With a keen observational eye, the artist duo examines the visual markers of a reality that seems to slip through its own seams, probing into how American landscapes themselves might serve as artifacts of a simulated world.
In an era dominated by screens and a virtual Metaverse, the line between reality and digital experience has grown porous. The popular idea of a "glitch in the matrix" has taken on new weight, circulating widely as a form of shared cultural suspicion, echoed through social media posts that showcase these so-called real-life glitches. 'American Glitch' taps into this vernacular of disbelief and spectacle, examining the places where the ordinary American landscape begins to feel strange or uncanny. This is a landscape animated by conspiracy theories, but also by the inexorable expansion of digital spaces that constantly reshape our perceptions of the physical world.

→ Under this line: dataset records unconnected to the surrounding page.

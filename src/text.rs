//! Plain text graph files.
//!
//! The first line holds the number of nodes and the number of lines,
//! separated by a space. Every following line holds a node id, a tab, and
//! the space separated ids of its neighbours:
//!
//! ```text
//! 3 3
//! 0	1 2
//! 1	0
//! 2	0
//! ```
use std::fs;
use std::io::{self, Write};
use std::path::Path;

use log::{debug, warn};

use crate::error::{LoadError, ParseError};
use crate::graph::Graph;

/// A graph together with the problems found while reading it
#[derive(Clone, Debug, Default, PartialEq, Eq)]
pub struct Parsed {
    pub graph: Graph,
    pub diagnostics: Vec<ParseError>,
}

/// Read a graph file
pub fn read_graph(path: impl AsRef<Path>) -> Result<Parsed, LoadError> {
    let path = path.as_ref();
    let text = fs::read_to_string(path).map_err(|source| LoadError::Io {
        path: path.to_owned(),
        source,
    })?;
    let parsed = parse_graph(&text)?;
    debug!(
        "Read {} with {} nodes and {} diagnostics",
        path.display(),
        parsed.graph.node_count(),
        parsed.diagnostics.len()
    );
    Ok(parsed)
}

/// Parse a graph in text format
///
/// Only a missing or malformed header, or a node count too large to
/// allocate, is fatal. Malformed neighbour tokens, out-of-range or
/// repeated neighbours are skipped, and so are lines with an invalid or
/// repeated node id. Each of these is logged and recorded in
/// [Parsed::diagnostics].
pub fn parse_graph(text: &str) -> Result<Parsed, LoadError> {
    let mut lines = text.lines();
    let header = lines.next().unwrap_or_default();
    let node_count = parse_header(header)?;

    let too_large = |source| LoadError::TooLarge { node_count, source };
    let mut graph = Graph::try_new(node_count).map_err(too_large)?;
    let mut defined = Vec::new();
    defined.try_reserve_exact(node_count).map_err(too_large)?;
    defined.resize(node_count, false);
    let mut diagnostics = Vec::new();
    let mut report = |err: ParseError| {
        warn!("{err}");
        diagnostics.push(err);
    };

    for (idx, line) in lines.enumerate() {
        // line numbers start at 1 and count the header
        let lineno = idx + 2;
        let Some((id, rest)) = line.split_once('\t') else {
            if idx == 0 && !line.trim().is_empty() {
                report(ParseError::MissingTab { line: lineno });
            }
            continue;
        };
        let node = match id.trim().parse::<usize>() {
            Ok(node) if node < node_count => node,
            _ => {
                report(ParseError::InvalidNodeId {
                    line: lineno,
                    token: id.to_owned(),
                });
                continue;
            }
        };
        if std::mem::replace(&mut defined[node], true) {
            report(ParseError::DuplicateNode { line: lineno, node });
            continue;
        }

        let mut neighbours = Vec::new();
        for token in rest.split_whitespace() {
            let neighbour = match token.parse::<i64>() {
                Ok(v) => v,
                Err(_) => {
                    report(ParseError::InvalidToken {
                        line: lineno,
                        token: token.to_owned(),
                    });
                    continue;
                }
            };
            let Some(neighbour) = usize::try_from(neighbour)
                .ok()
                .filter(|&v| v < node_count)
            else {
                report(ParseError::NeighbourOutOfRange {
                    line: lineno,
                    neighbour,
                    node_count,
                });
                continue;
            };
            if neighbours.contains(&neighbour) {
                report(ParseError::DuplicateNeighbour {
                    line: lineno,
                    neighbour,
                });
                continue;
            }
            neighbours.push(neighbour);
        }
        // indices were checked above
        if let Err(err) = graph.set_neighbours(node, neighbours) {
            warn!("line {lineno}: {err}");
        }
    }
    Ok(Parsed { graph, diagnostics })
}

fn parse_header(header: &str) -> Result<usize, LoadError> {
    let mut fields = header.split_whitespace();
    let node_count = fields.next().and_then(|f| f.parse::<usize>().ok());
    let line_count = fields.next().and_then(|f| f.parse::<usize>().ok());
    match (node_count, line_count, fields.next()) {
        (Some(n), Some(_), None) => Ok(n),
        _ => Err(LoadError::Header(header.to_owned())),
    }
}

/// Write `g` in text format
pub fn write_graph<W: Write>(g: &Graph, mut out: W) -> io::Result<()> {
    write!(out, "{g}")
}

#[cfg(test)]
mod tests {
    use super::*;
    use crate::cmp::IsIdentical;

    use rand::prelude::*;
    use rand_xoshiro::Xoshiro256Plus;

    fn log_init() {
        let _ = env_logger::builder().is_test(true).try_init();
    }

    #[test]
    fn parse() {
        log_init();
        let parsed = parse_graph("3 3\n0\t1 2\n1\t0\n2\t0\n").unwrap();
        assert!(parsed.diagnostics.is_empty());
        let expected = Graph::from_edges(3, [(0, 1), (0, 2)]).unwrap();
        assert_eq!(parsed.graph, expected);
    }

    #[test]
    fn crlf_and_blank_lines() {
        let parsed = parse_graph("2 2\r\n0\t1\r\n\r\n1\t0 \r\n").unwrap();
        assert!(parsed.diagnostics.is_empty());
        assert_eq!(parsed.graph.neighbours(0), &[1]);
        assert_eq!(parsed.graph.neighbours(1), &[0]);
    }

    #[test]
    fn bad_header() {
        assert!(matches!(parse_graph(""), Err(LoadError::Header(_))));
        assert!(matches!(parse_graph("3\n"), Err(LoadError::Header(_))));
        assert!(matches!(parse_graph("x 3\n"), Err(LoadError::Header(_))));
        assert!(matches!(parse_graph("3 3 3\n"), Err(LoadError::Header(_))));
    }

    #[test]
    fn huge_node_count() {
        let err = parse_graph("18446744073709551615 1\n").unwrap_err();
        assert!(matches!(
            err,
            LoadError::TooLarge {
                node_count: usize::MAX,
                ..
            }
        ));
    }

    #[test]
    fn skip_bad_tokens() {
        log_init();
        let text = "3 3\n0\t1 x 2 7 -1 1\n1\t0\n2\t0\n";
        let parsed = parse_graph(text).unwrap();
        assert_eq!(parsed.graph.neighbours(0), &[1, 2]);
        assert_eq!(
            parsed.diagnostics,
            vec![
                ParseError::InvalidToken {
                    line: 2,
                    token: "x".to_owned()
                },
                ParseError::NeighbourOutOfRange {
                    line: 2,
                    neighbour: 7,
                    node_count: 3
                },
                ParseError::NeighbourOutOfRange {
                    line: 2,
                    neighbour: -1,
                    node_count: 3
                },
                ParseError::DuplicateNeighbour {
                    line: 2,
                    neighbour: 1
                },
            ]
        );
    }

    #[test]
    fn skip_bad_lines() {
        log_init();
        let text = "2 4\n0 1\n0\t1\n0\t\nz\t1\n1\t0\n";
        let parsed = parse_graph(text).unwrap();
        assert_eq!(parsed.graph.neighbours(0), &[1]);
        assert_eq!(parsed.graph.neighbours(1), &[0]);
        assert_eq!(
            parsed.diagnostics,
            vec![
                ParseError::MissingTab { line: 2 },
                ParseError::DuplicateNode { line: 4, node: 0 },
                ParseError::InvalidNodeId {
                    line: 5,
                    token: "z".to_owned()
                },
            ]
        );
    }

    #[test]
    fn missing_file() {
        let err = read_graph("/nonexistent/graph.txt").unwrap_err();
        assert!(matches!(err, LoadError::Io { .. }));
    }

    #[test]
    fn write_then_parse() {
        let mut rng = Xoshiro256Plus::seed_from_u64(0);
        for g in testing::GraphIter::default().take(200) {
            let g = Graph::from(&testing::randomize_labels(&g, &mut rng));
            let mut buf = Vec::new();
            write_graph(&g, &mut buf).unwrap();
            let text = String::from_utf8(buf).unwrap();
            let parsed = parse_graph(&text).unwrap();
            assert!(parsed.diagnostics.is_empty());
            assert!(parsed.graph.is_identical(&g));
        }
    }
}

Through ‘American Glitch’, Orejarena and Stein explore locations across the U.S., marking sites that feel like digital slip-ups in the physical world. Initially researched through the disembodied perspective of Google Earth, these sites were later visited in person. This virtual-to-physical journey gestures to a form of digital anthropology, an exploration of how our constructed online environments influence our perceptions of the world and of reality itself. By casting the internet as a kind of cultural mirror, Orejarena and Stein create images that become artifacts of an emerging "parafictional" America—one where fact and fiction intermingle in unsettling ways.